> WHAT THE TASK REQUIRES
Each record that follows is to be output in full, precisely as written.

Data items:
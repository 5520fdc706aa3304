//! TaskStore: tasks by id, the pending priority queue, and completed results.
//!
//! The source keyed its pending queue off a `std::priority_queue` adapter with a
//! hand-written comparator; here the same tie-break chain (priority desc, deadline
//! asc, created_at asc, id asc) is expressed directly as an `Ord` impl on a small
//! queue key, so a `BinaryHeap` does the same job without a second look at whether
//! the comparator's `<` reads backwards.

use std::cmp::Ordering;
use std::collections::BinaryHeap;
use std::sync::atomic::{AtomicU64, Ordering as AtomicOrdering};
use std::sync::Mutex;

use chrono::{DateTime, Utc};
use dashmap::DashMap;

use crate::error::{KernelError, Result};
use crate::task::{Task, TaskId, TaskResult};

#[derive(Debug, Clone, Eq, PartialEq)]
struct QueueKey {
    priority: u8,
    deadline: DateTime<Utc>,
    created_at: DateTime<Utc>,
    id: TaskId,
}

impl Ord for QueueKey {
    fn cmp(&self, other: &Self) -> Ordering {
        self.priority
            .cmp(&other.priority)
            .then_with(|| other.deadline.cmp(&self.deadline))
            .then_with(|| other.created_at.cmp(&self.created_at))
            .then_with(|| other.id.cmp(&self.id))
    }
}

impl PartialOrd for QueueKey {
    fn partial_cmp(&self, other: &Self) -> Option<Ordering> {
        Some(self.cmp(other))
    }
}

impl From<&Task> for QueueKey {
    fn from(task: &Task) -> Self {
        Self {
            priority: task.priority,
            deadline: task.deadline,
            created_at: task.created_at,
            id: task.id,
        }
    }
}

/// Holds tasks by id, the pending priority queue, and completed results.
///
/// Reads (`get`, `get_result`, `list_pending`) are lock-free against the id map;
/// mutations to the id map are per-entry atomic via `DashMap`'s sharded locking.
/// The pending queue is a single `Mutex<BinaryHeap<_>>`, held only long enough to
/// push or pop a key — never across a task lookup.
pub struct TaskStore {
    tasks: DashMap<TaskId, Task>,
    results: DashMap<TaskId, TaskResult>,
    queue: Mutex<BinaryHeap<QueueKey>>,
    total_completed: AtomicU64,
    completed_on_time: AtomicU64,
}

impl Default for TaskStore {
    fn default() -> Self {
        Self::new()
    }
}

impl TaskStore {
    pub fn new() -> Self {
        Self {
            tasks: DashMap::new(),
            results: DashMap::new(),
            queue: Mutex::new(BinaryHeap::new()),
            total_completed: AtomicU64::new(0),
            completed_on_time: AtomicU64::new(0),
        }
    }

    /// Adds to the id map and pushes onto the pending queue. Fails if `id` is already present.
    pub fn insert(&self, task: Task) -> Result<()> {
        if self.tasks.contains_key(&task.id) {
            return Err(KernelError::TaskAlreadyExists(task.id));
        }
        let key = QueueKey::from(&task);
        self.tasks.insert(task.id, task);
        self.queue.lock().unwrap().push(key);
        Ok(())
    }

    /// Returns the highest-priority still-pending, still-unassigned, non-completed
    /// task, discarding any stale entries (assigned or cancelled since being queued)
    /// encountered along the way.
    pub fn pop_next_pending(&self) -> Option<Task> {
        loop {
            let key = self.queue.lock().unwrap().pop()?;
            match self.tasks.get(&key.id) {
                Some(task) if task.assigned_to.is_none() && task.completed_at.is_none() => {
                    return Some(task.clone());
                }
                _ => continue, // stale: task reassigned, completed, or dropped since queuing
            }
        }
    }

    /// Sets `assigned_to` and `started_at`. Idempotent if already assigned to the
    /// same worker; rejects reassignment to a different worker.
    pub fn mark_assigned(&self, id: TaskId, worker_id: &str, now: DateTime<Utc>) -> Result<()> {
        let mut entry = self
            .tasks
            .get_mut(&id)
            .ok_or(KernelError::TaskNotFound(id))?;
        match &entry.assigned_to {
            Some(existing) if existing == worker_id => Ok(()),
            Some(_) => Err(KernelError::InvalidReassignment(id)),
            None => {
                entry.assigned_to = Some(worker_id.to_string());
                entry.started_at = Some(now);
                Ok(())
            }
        }
    }

    /// Clears `assigned_to` and pushes back onto the pending queue. No-op if completed.
    pub fn requeue(&self, id: TaskId) -> Result<()> {
        let mut entry = self
            .tasks
            .get_mut(&id)
            .ok_or(KernelError::TaskNotFound(id))?;
        if entry.completed_at.is_some() {
            return Ok(());
        }
        entry.assigned_to = None;
        entry.started_at = None;
        let key = QueueKey::from(&entry);
        drop(entry);
        self.queue.lock().unwrap().push(key);
        Ok(())
    }

    /// Records a completion. Returns `Ok(true)` if accepted, `Ok(false)` if a result
    /// was already recorded for this id (the duplicate is dropped, not an error).
    pub fn record_completion(
        &self,
        result: TaskResult,
        now: DateTime<Utc>,
    ) -> Result<bool> {
        let id = result.task_id;
        let mut entry = self.tasks.get_mut(&id).ok_or(KernelError::TaskNotFound(id))?;
        if entry.completed_at.is_some() {
            return Ok(false);
        }
        entry.completed_at = Some(now);
        let deadline = entry.deadline;
        drop(entry);

        self.results.insert(id, result);
        self.total_completed.fetch_add(1, AtomicOrdering::Relaxed);
        if now <= deadline {
            self.completed_on_time.fetch_add(1, AtomicOrdering::Relaxed);
        }
        Ok(true)
    }

    /// Removes a task entirely (cancellation of a task not yet assigned).
    /// Returns whether it was present.
    pub fn drop_task(&self, id: TaskId) -> bool {
        self.tasks.remove(&id).is_some()
    }

    pub fn get(&self, id: TaskId) -> Option<Task> {
        self.tasks.get(&id).map(|t| t.clone())
    }

    pub fn get_result(&self, id: TaskId) -> Option<TaskResult> {
        self.results.get(&id).map(|r| r.clone())
    }

    pub fn list_pending(&self) -> Vec<Task> {
        self.tasks
            .iter()
            .filter(|t| t.status() == crate::task::TaskStatus::Pending)
            .map(|t| t.clone())
            .collect()
    }

    /// Tasks currently assigned to `worker_id` with no recorded completion.
    pub fn list_assigned_to(&self, worker_id: &str) -> Vec<TaskId> {
        self.tasks
            .iter()
            .filter(|t| t.completed_at.is_none() && t.assigned_to.as_deref() == Some(worker_id))
            .map(|t| t.id)
            .collect()
    }

    pub fn total_completed(&self) -> u64 {
        self.total_completed.load(AtomicOrdering::Relaxed)
    }

    pub fn completed_on_time(&self) -> u64 {
        self.completed_on_time.load(AtomicOrdering::Relaxed)
    }

    /// `completed_on_time / total_completed`, or `1.0` with nothing completed yet.
    pub fn deadline_satisfaction_rate(&self) -> f64 {
        let total = self.total_completed();
        if total == 0 {
            return 1.0;
        }
        self.completed_on_time() as f64 / total as f64
    }
}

> THE ANSWER
repository 5520fdc706aa3304
//! TaskStore: tasks by id, the pending priority queue, and completed results.
//!
//! The source keyed its pending queue off a `std::priority_queue` adapter with a
//! hand-written comparator; here the same tie-break chain (priority desc, deadline
//! asc, created_at asc, id asc) is expressed directly as an `Ord` impl on a small
//! queue key, so a `BinaryHeap` does the same job without a second look at whether
//! the comparator's `<` reads backwards.

use std::cmp::Ordering;
use std::collections::BinaryHeap;
use std::sync::atomic::{AtomicU64, Ordering as AtomicOrdering};
use std::sync::Mutex;

use chrono::{DateTime, Utc};
use dashmap::DashMap;

use crate::error::{KernelError, Result};
use crate::task::{Task, TaskId, TaskResult};

#[derive(Debug, Clone, Eq, PartialEq)]
struct QueueKey {
    priority: u8,
    deadline: DateTime<Utc>,
    created_at: DateTime<Utc>,
    id: TaskId,
}

impl Ord for QueueKey {
    fn cmp(&self, other: &Self) -> Ordering {
        self.priority
            .cmp(&other.priority)
            .then_with(|| other.deadline.cmp(&self.deadline))
            .then_with(|| other.created_at.cmp(&self.created_at))
            .then_with(|| other.id.cmp(&self.id))
    }
}

impl PartialOrd for QueueKey {
    fn partial_cmp(&self, other: &Self) -> Option<Ordering> {
        Some(self.cmp(other))
    }
}

impl From<&Task> for QueueKey {
    fn from(task: &Task) -> Self {
        Self {
            priority: task.priority,
            deadline: task.deadline,
            created_at: task.created_at,
            id: task.id,
        }
    }
}

/// Holds tasks by id, the pending priority queue, and completed results.
///
/// Reads (`get`, `get_result`, `list_pending`) are lock-free against the id map;
/// mutations to the id map are per-entry atomic via `DashMap`'s sharded locking.
/// The pending queue is a single `Mutex<BinaryHeap<_>>`, held only long enough to
/// push or pop a key — never across a task lookup.
pub struct TaskStore {
    tasks: DashMap<TaskId, Task>,
    results: DashMap<TaskId, TaskResult>,
    queue: Mutex<BinaryHeap<QueueKey>>,
    total_completed: AtomicU64,
    completed_on_time: AtomicU64,
}

impl Default for TaskStore {
    fn default() -> Self {
        Self::new()
    }
}

impl TaskStore {
    pub fn new() -> Self {
        Self {
            tasks: DashMap::new(),
            results: DashMap::new(),
            queue: Mutex::new(BinaryHeap::new()),
            total_completed: AtomicU64::new(0),
            completed_on_time: AtomicU64::new(0),
        }
    }

    /// Adds to the id map and pushes onto the pending queue. Fails if `id` is already present.
    pub fn insert(&self, task: Task) -> Result<()> {
        if self.tasks.contains_key(&task.id) {
            return Err(KernelError::TaskAlreadyExists(task.id));
        }
        let key = QueueKey::from(&task);
        self.tasks.insert(task.id, task);
        self.queue.lock().unwrap().push(key);
        Ok(())
    }

    /// Returns the highest-priority still-pending, still-unassigned, non-completed
    /// task, discarding any stale entries (assigned or cancelled since being queued)
    /// encountered along the way.
    pub fn pop_next_pending(&self) -> Option<Task> {
        loop {
            let key = self.queue.lock().unwrap().pop()?;
            match self.tasks.get(&key.id) {
                Some(task) if task.assigned_to.is_none() && task.completed_at.is_none() => {
                    return Some(task.clone());
                }
                _ => continue, // stale: task reassigned, completed, or dropped since queuing
            }
        }
    }

    /// Sets `assigned_to` and `started_at`. Idempotent if already assigned to the
    /// same worker; rejects reassignment to a different worker.
    pub fn mark_assigned(&self, id: TaskId, worker_id: &str, now: DateTime<Utc>) -> Result<()> {
        let mut entry = self
            .tasks
            .get_mut(&id)
            .ok_or(KernelError::TaskNotFound(id))?;
        match &entry.assigned_to {
            Some(existing) if existing == worker_id => Ok(()),
            Some(_) => Err(KernelError::InvalidReassignment(id)),
            None => {
                entry.assigned_to = Some(worker_id.to_string());
                entry.started_at = Some(now);
                Ok(())
            }
        }
    }

    /// Clears `assigned_to` and pushes back onto the pending queue. No-op if completed.
    pub fn requeue(&self, id: TaskId) -> Result<()> {
        let mut entry = self
            .tasks
            .get_mut(&id)
            .ok_or(KernelError::TaskNotFound(id))?;
        if entry.completed_at.is_some() {
            return Ok(());
        }
        entry.assigned_to = None;
        entry.started_at = None;
        let key = QueueKey::from(&entry);
        drop(entry);
        self.queue.lock().unwrap().push(key);
        Ok(())
    }

    /// Records a completion. Returns `Ok(true)` if accepted, `Ok(false)` if a result
    /// was already recorded for this id (the duplicate is dropped, not an error).
    pub fn record_completion(
        &self,
        result: TaskResult,
        now: DateTime<Utc>,
    ) -> Result<bool> {
        let id = result.task_id;
        let mut entry = self.tasks.get_mut(&id).ok_or(KernelError::TaskNotFound(id))?;
        if entry.completed_at.is_some() {
            return Ok(false);
        }
        entry.completed_at = Some(now);
        let deadline = entry.deadline;
        drop(entry);

        self.results.insert(id, result);
        self.total_completed.fetch_add(1, AtomicOrdering::Relaxed);
        if now <= deadline {
            self.completed_on_time.fetch_add(1, AtomicOrdering::Relaxed);
        }
        Ok(true)
    }

    /// Removes a task entirely (cancellation of a task not yet assigned).
    /// Returns whether it was present.
    pub fn drop_task(&self, id: TaskId) -> bool {
        self.tasks.remove(&id).is_some()
    }

    pub fn get(&self, id: TaskId) -> Option<Task> {
        self.tasks.get(&id).map(|t| t.clone())
    }

    pub fn get_result(&self, id: TaskId) -> Option<TaskResult> {
        self.results.get(&id).map(|r| r.clone())
    }

    pub fn list_pending(&self) -> Vec<Task> {
        self.tasks
            .iter()
            .filter(|t| t.status() == crate::task::TaskStatus::Pending)
            .map(|t| t.clone())
            .collect()
    }

    /// Tasks currently assigned to `worker_id` with no recorded completion.
    pub fn list_assigned_to(&self, worker_id: &str) -> Vec<TaskId> {
        self.tasks
            .iter()
            .filter(|t| t.completed_at.is_none() && t.assigned_to.as_deref() == Some(worker_id))
            .map(|t| t.id)
            .collect()
    }

    pub fn total_completed(&self) -> u64 {
        self.total_completed.load(AtomicOrdering::Relaxed)
    }

    pub fn completed_on_time(&self) -> u64 {
        self.completed_on_time.load(AtomicOrdering::Relaxed)
    }

    /// `completed_on_time / total_completed`, or `1.0` with nothing completed yet.
    pub fn deadline_satisfaction_rate(&self) -> f64 {
        let total = self.total_completed();
        if total == 0 {
            return 1.0;
        }
        self.completed_on_time() as f64 / total as f64
    }
}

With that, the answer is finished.